With no addition or omission, return the entries below.

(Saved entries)
===============

// SPDX-FileCopyrightText: © 2025 SignKit Contributors
//
// SPDX-License-Identifier: MPL-2.0

#![allow(clippy::unwrap_used, clippy::expect_used)]

mod common;

use common::{connect, connect_with_key, recv_json, send_text, spawn_server,
    state_without_classifier, test_config};
use futures_util::StreamExt;
use tokio_tungstenite::tungstenite::Message;

fn config_with_api_key(key: &str) -> signkit_server::Config {
    let mut config = test_config();
    config.server.api_key = Some(key.to_string());
    config
}

#[tokio::test]
async fn missing_api_key_closes_with_4003() {
    let (addr, server) = spawn_server(state_without_classifier(config_with_api_key("secret"))).await;

    let mut ws = connect(addr).await;
    let message = ws.next().await.unwrap().unwrap();
    match message {
        Message::Close(Some(frame)) => {
            assert_eq!(u16::from(frame.code), 4003);
            assert_eq!(frame.reason.as_str(), "Invalid or missing API key");
        }
        other => panic!("expected a close frame, got {other:?}"),
    }

    server.abort();
}

#[tokio::test]
async fn wrong_api_key_closes_with_4003() {
    let (addr, server) = spawn_server(state_without_classifier(config_with_api_key("secret"))).await;

    let mut ws = connect_with_key(addr, "wrong").await;
    let message = ws.next().await.unwrap().unwrap();
    assert!(matches!(message, Message::Close(Some(_))), "expected a close frame");

    server.abort();
}

#[tokio::test]
async fn valid_api_key_engages_the_protocol() {
    let (addr, server) = spawn_server(state_without_classifier(config_with_api_key("secret"))).await;

    let mut ws = connect_with_key(addr, "secret").await;
    send_text(&mut ws, r#"{"type":"ping"}"#).await;
    let response = recv_json(&mut ws).await;
    assert_eq!(response["type"], "error");
    assert_eq!(response["message"], "Unknown message type: ping");

    server.abort();
}

#[tokio::test]
async fn unset_api_key_disables_auth() {
    let (addr, server) = spawn_server(state_without_classifier(test_config())).await;

    let mut ws = connect(addr).await;
    send_text(&mut ws, r#"{"type":"ping"}"#).await;
    let response = recv_json(&mut ws).await;
    assert_eq!(response["type"], "error");

    server.abort();
}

===============

**Task result**
// SPDX-FileCopyrightText: © 2025 SignKit Contributors
//
// SPDX-License-Identifier: MPL-2.0

#![allow(clippy::unwrap_used, clippy::expect_used)]

mod common;

use common::{connect, connect_with_key, recv_json, send_text, spawn_server,
    state_without_classifier, test_config};
use futures_util::StreamExt;
use tokio_tungstenite::tungstenite::Message;

fn config_with_api_key(key: &str) -> signkit_server::Config {
    let mut config = test_config();
    config.server.api_key = Some(key.to_string());
    config
}

#[tokio::test]
async fn missing_api_key_closes_with_4003() {
    let (addr, server) = spawn_server(state_without_classifier(config_with_api_key("secret"))).await;

    let mut ws = connect(addr).await;
    let message = ws.next().await.unwrap().unwrap();
    match message {
        Message::Close(Some(frame)) => {
            assert_eq!(u16::from(frame.code), 4003);
            assert_eq!(frame.reason.as_str(), "Invalid or missing API key");
        }
        other => panic!("expected a close frame, got {other:?}"),
    }

    server.abort();
}

#[tokio::test]
async fn wrong_api_key_closes_with_4003() {
    let (addr, server) = spawn_server(state_without_classifier(config_with_api_key("secret"))).await;

    let mut ws = connect_with_key(addr, "wrong").await;
    let message = ws.next().await.unwrap().unwrap();
    assert!(matches!(message, Message::Close(Some(_))), "expected a close frame");

    server.abort();
}

#[tokio::test]
async fn valid_api_key_engages_the_protocol() {
    let (addr, server) = spawn_server(state_without_classifier(config_with_api_key("secret"))).await;

    let mut ws = connect_with_key(addr, "secret").await;
    send_text(&mut ws, r#"{"type":"ping"}"#).await;
    let response = recv_json(&mut ws).await;
    assert_eq!(response["type"], "error");
    assert_eq!(response["message"], "Unknown message type: ping");

    server.abort();
}

#[tokio::test]
async fn unset_api_key_disables_auth() {
    let (addr, server) = spawn_server(state_without_classifier(test_config())).await;

    let mut ws = connect(addr).await;
    send_text(&mut ws, r#"{"type":"ping"}"#).await;
    let response = recv_json(&mut ws).await;
    assert_eq!(response["type"], "error");

    server.abort();
}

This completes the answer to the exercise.